今回取り上げるのは陸上女子長距離の「新谷仁美(にいや ひとみ)」選手です。

一度の引退から復帰後、昨年12月の日本陸上競技選手権大会・長距離種目で10000mの日本新記録を出して、東京五輪に内定しました。

衝撃の復活と言えます。先日NHKのスポーツニュース番組に出演されていて、以前バラエティ番組等でみせていたその気さくなキャラクターを拝見することで改めて思い出した選手でした。

一度引退してから、現役復帰後に日本新記録を確立するという偉業を成し遂げた新谷選手の成長の秘訣は我々に大きなヒントを与えてくれると思いました。

このnoteはVoicyの過去の放送の一部を文字に起こしたものです。

新谷仁美 選手の紹介 日本新記録樹立&オリンピック代表内定

新谷選手は、岡山県出身で、岡山興譲館高校時代から既に長距離走者として頭角を現し、全国高校駅伝では全国優勝に加え、3年連続の区間賞。
しかも区間新記録を更新しつつ、また各校のエースが集まる1区を3年間走り続けてこれを成し遂げたのは歴代2人だけだそうです。

実業団に入ってからは、高橋尚子選手の再来ともいわれ、数々の駅伝・マラソン大会で優勝を重ねるなどキャリアを積み重ね、2012年ロンドンオリンピックにも日本代表として出場する等活躍した後、2013年に一度引退されています。

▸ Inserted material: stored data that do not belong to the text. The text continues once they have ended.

//! Shared test doubles for the stratum crate

use std::sync::Mutex;

use async_trait::async_trait;

use lodepool_consensus::{ConsensusParameters, HeaderHasher, Target};
use lodepool_core::template::{BlockTemplate, TemplateHeader};
use lodepool_rpc::{
    AccountBalance, BlockInfo, BlockTemplateStream, NodeClient, RpcError, SendTransactionRequest,
    SendTransactionResponse, SubmitBlockResult, TransactionStatusInfo,
};

/// Kernel scripted to return one fixed hash
pub struct FixedKernel(pub [u8; 32]);

impl HeaderHasher for FixedKernel {
    fn hash_header(&self, _header_bytes: &[u8]) -> [u8; 32] {
        self.0
    }
}

/// Node double that records block submissions
#[derive(Default)]
pub struct MockNode {
    pub submitted: Mutex<Vec<BlockTemplate>>,
}

#[async_trait]
impl NodeClient for MockNode {
    async fn block_template_stream(&self) -> Result<BlockTemplateStream, RpcError> {
        Ok(BlockTemplateStream::from_templates(Vec::new()))
    }

    async fn submit_block(&self, template: &BlockTemplate) -> Result<SubmitBlockResult, RpcError> {
        self.submitted.lock().unwrap().push(template.clone());
        Ok(SubmitBlockResult {
            added: true,
            reason: None,
        })
    }

    async fn get_account_balance(&self, _account: Option<&str>) -> Result<AccountBalance, RpcError> {
        unimplemented!("not used by the stratum tests")
    }

    async fn send_transaction(
        &self,
        _request: &SendTransactionRequest,
    ) -> Result<SendTransactionResponse, RpcError> {
        unimplemented!("not used by the stratum tests")
    }

    async fn get_consensus_parameters(&self) -> Result<ConsensusParameters, RpcError> {
        Ok(ConsensusParameters::default())
    }

    async fn get_block_info(&self, _hash: &str) -> Result<BlockInfo, RpcError> {
        unimplemented!("not used by the stratum tests")
    }

    async fn get_transaction_status(&self, _hash: &str) -> Result<TransactionStatusInfo, RpcError> {
        unimplemented!("not used by the stratum tests")
    }

    async fn try_connect(&self) -> bool {
        true
    }
}

/// Network target with two leading zero bytes
pub fn network_target() -> Target {
    let mut bytes = [0xff; 32];
    bytes[0] = 0x00;
    bytes[1] = 0x00;
    Target(bytes)
}

/// Pool target with one leading zero byte
pub fn pool_target() -> Target {
    let mut bytes = [0xff; 32];
    bytes[0] = 0x00;
    Target(bytes)
}

/// Hash inside the pool target but outside the network target
pub fn share_hash() -> [u8; 32] {
    let mut bytes = [0u8; 32];
    bytes[1] = 0x80;
    bytes
}

/// Hash inside both targets
pub fn block_hash() -> [u8; 32] {
    let mut bytes = [0u8; 32];
    bytes[2] = 0xab;
    bytes
}

/// Hash outside both targets
pub fn high_hash() -> [u8; 32] {
    [0xf0; 32]
}

/// A template with all-zero fields under the test network target
pub fn zero_template() -> BlockTemplate {
    BlockTemplate {
        header: TemplateHeader {
            sequence: 1,
            previous_block_hash: hex::encode([0u8; 32]),
            note_commitment: hex::encode([0u8; 32]),
            transaction_commitment: hex::encode([0u8; 32]),
            target: network_target().to_hex(),
            timestamp: 1_700_000_000_000,
            graffiti: hex::encode([0u8; 32]),
            randomness: "0000000000000000".to_string(),
        },
        miner_reward: 1_000_000,
        transactions: Vec::new(),
        previous_block_info: None,
    }
}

その後2018年に5年間のブランクを経て現役復帰を果たすのです。復帰後順調に復調の軌道に乗せ、昨年2020年12月、東京オリンピック選考会を兼ねた日本陸上競技選手権10000mに出場、日本記録を18年ぶりに28秒以上も更新する新記録で優勝し、10000mのオリンピック代表に内定しました。

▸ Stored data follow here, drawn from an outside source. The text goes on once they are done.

//! Mineable Block Header for Lodestone
//!
//! This module defines the fixed-size byte form of a block header that
//! miners search over. The serialization is exactly 180 bytes with the
//! graffiti occupying the final 32 bytes, so a pool can splice a
//! solver's randomness and its assigned graffiti into distributed work
//! without reserializing the whole template.

use serde::{Deserialize, Serialize};

use crate::{Hash, HeaderError};

/// Serialized header length in bytes
pub const HEADER_LEN: usize = 180;

/// Randomness (nonce) length in bytes
pub const RANDOMNESS_LEN: usize = 8;

/// Graffiti length in bytes
pub const GRAFFITI_LEN: usize = 32;

/// Byte offset of the graffiti window within the serialized header
pub const GRAFFITI_OFFSET: usize = HEADER_LEN - GRAFFITI_LEN;

/// A block header in its mineable form
#[derive(Debug, Clone, PartialEq, Eq, Serialize, Deserialize)]
pub struct MineableHeader {
    /// Nonce varied by the miner
    pub randomness: [u8; RANDOMNESS_LEN],

    /// Block sequence number
    pub sequence: u32,

    /// Hash of the previous block
    pub previous_block_hash: Hash,

    /// Note commitment
    pub note_commitment: Hash,

    /// Transaction commitment
    pub transaction_commitment: Hash,

    /// Proof-of-work target, big-endian
    pub target: Hash,

    /// Block timestamp in milliseconds since the epoch
    pub timestamp: u64,

    /// Solver tag embedded by the pool
    pub graffiti: [u8; GRAFFITI_LEN],
}

impl MineableHeader {
    /// Serialize the header into its fixed 180-byte mineable form
    pub fn serialize(&self) -> [u8; HEADER_LEN] {
        let mut bytes = [0u8; HEADER_LEN];
        bytes[0..8].copy_from_slice(&self.randomness);
        bytes[8..12].copy_from_slice(&self.sequence.to_be_bytes());
        bytes[12..44].copy_from_slice(&self.previous_block_hash);
        bytes[44..76].copy_from_slice(&self.note_commitment);
        bytes[76..108].copy_from_slice(&self.transaction_commitment);
        bytes[108..140].copy_from_slice(&self.target);
        bytes[140..148].copy_from_slice(&self.timestamp.to_be_bytes());
        bytes[GRAFFITI_OFFSET..].copy_from_slice(&self.graffiti);
        bytes
    }

    /// Parse a header from its serialized form
    pub fn deserialize(bytes: &[u8]) -> Result<Self, HeaderError> {
        if bytes.len() != HEADER_LEN {
            return Err(HeaderError::InvalidLength(bytes.len()));
        }

        let mut randomness = [0u8; RANDOMNESS_LEN];
        let mut sequence = [0u8; 4];
        let mut previous_block_hash = [0u8; 32];
        let mut note_commitment = [0u8; 32];
        let mut transaction_commitment = [0u8; 32];
        let mut target = [0u8; 32];
        let mut timestamp = [0u8; 8];
        let mut graffiti = [0u8; GRAFFITI_LEN];

        randomness.copy_from_slice(&bytes[0..8]);
        sequence.copy_from_slice(&bytes[8..12]);
        previous_block_hash.copy_from_slice(&bytes[12..44]);
        note_commitment.copy_from_slice(&bytes[44..76]);
        transaction_commitment.copy_from_slice(&bytes[76..108]);
        target.copy_from_slice(&bytes[108..140]);
        timestamp.copy_from_slice(&bytes[140..148]);
        graffiti.copy_from_slice(&bytes[GRAFFITI_OFFSET..]);

        Ok(MineableHeader {
            randomness,
            sequence: u32::from_be_bytes(sequence),
            previous_block_hash,
            note_commitment,
            transaction_commitment,
            target,
            timestamp: u64::from_be_bytes(timestamp),
            graffiti,
        })
    }

    /// Set the graffiti from a UTF-8 string, zero-padded on the right.
    ///
    /// Fails if the string does not fit the fixed 32-byte window.
    pub fn set_graffiti_str(&mut self, graffiti: &str) -> Result<(), HeaderError> {
        let bytes = graffiti.as_bytes();
        if bytes.len() > GRAFFITI_LEN {
            return Err(HeaderError::InvalidGraffiti(bytes.len()));
        }

        self.graffiti = [0u8; GRAFFITI_LEN];
        self.graffiti[..bytes.len()].copy_from_slice(bytes);
        Ok(())
    }
}

#[cfg(test)]
mod tests {
    use super::*;

    fn sample_header() -> MineableHeader {
        MineableHeader {
            randomness: [1, 2, 3, 4, 5, 6, 7, 8],
            sequence: 42,
            previous_block_hash: [0xaa; 32],
            note_commitment: [0xbb; 32],
            transaction_commitment: [0xcc; 32],
            target: [0x0f; 32],
            timestamp: 1_700_000_000_000,
            graffiti: [0; 32],
        }
    }

    #[test]
    fn test_serialized_length() {
        assert_eq!(sample_header().serialize().len(), HEADER_LEN);
    }

    #[test]
    fn test_round_trip() {
        let header = sample_header();
        let parsed = MineableHeader::deserialize(&header.serialize()).unwrap();
        assert_eq!(parsed, header);
    }

    #[test]
    fn test_graffiti_occupies_final_window() {
        let mut header = sample_header();
        header.set_graffiti_str("lodepool.2a").unwrap();
        let bytes = header.serialize();
        assert_eq!(&bytes[GRAFFITI_OFFSET..GRAFFITI_OFFSET + 11], b"lodepool.2a");
        assert!(bytes[GRAFFITI_OFFSET + 11..].iter().all(|b| *b == 0));
    }

    #[test]
    fn test_graffiti_too_long_rejected() {
        let mut header = sample_header();
        let long = "x".repeat(GRAFFITI_LEN + 1);
        assert!(matches!(
            header.set_graffiti_str(&long),
            Err(HeaderError::InvalidGraffiti(33))
        ));
    }

    #[test]
    fn test_graffiti_exactly_32_bytes_accepted() {
        let mut header = sample_header();
        let exact = "y".repeat(GRAFFITI_LEN);
        header.set_graffiti_str(&exact).unwrap();
        assert_eq!(&header.graffiti, exact.as_bytes());
    }

    #[test]
    fn test_deserialize_rejects_wrong_length() {
        assert!(matches!(
            MineableHeader::deserialize(&[0u8; HEADER_LEN - 1]),
            Err(HeaderError::InvalidLength(179))
        ));
    }

    #[test]
    fn test_sequence_and_timestamp_big_endian() {
        let header = sample_header();
        let bytes = header.serialize();
        assert_eq!(&bytes[8..12], &42u32.to_be_bytes());
        assert_eq!(&bytes[140..148], &1_700_000_000_000u64.to_be_bytes());
    }
}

冒頭のチャプターでもご紹介しましたが、先日NHKのスポーツニュース番組に出演されていました。その回は、嵐の相葉雅紀さんが年末体調不良から復帰されて生出演されたということのほうが話題になっていたみたいですが、私に久々に新谷選手のその強烈に気さくなキャラクターに触れ新谷選手のことを思い出すきっかけになりました。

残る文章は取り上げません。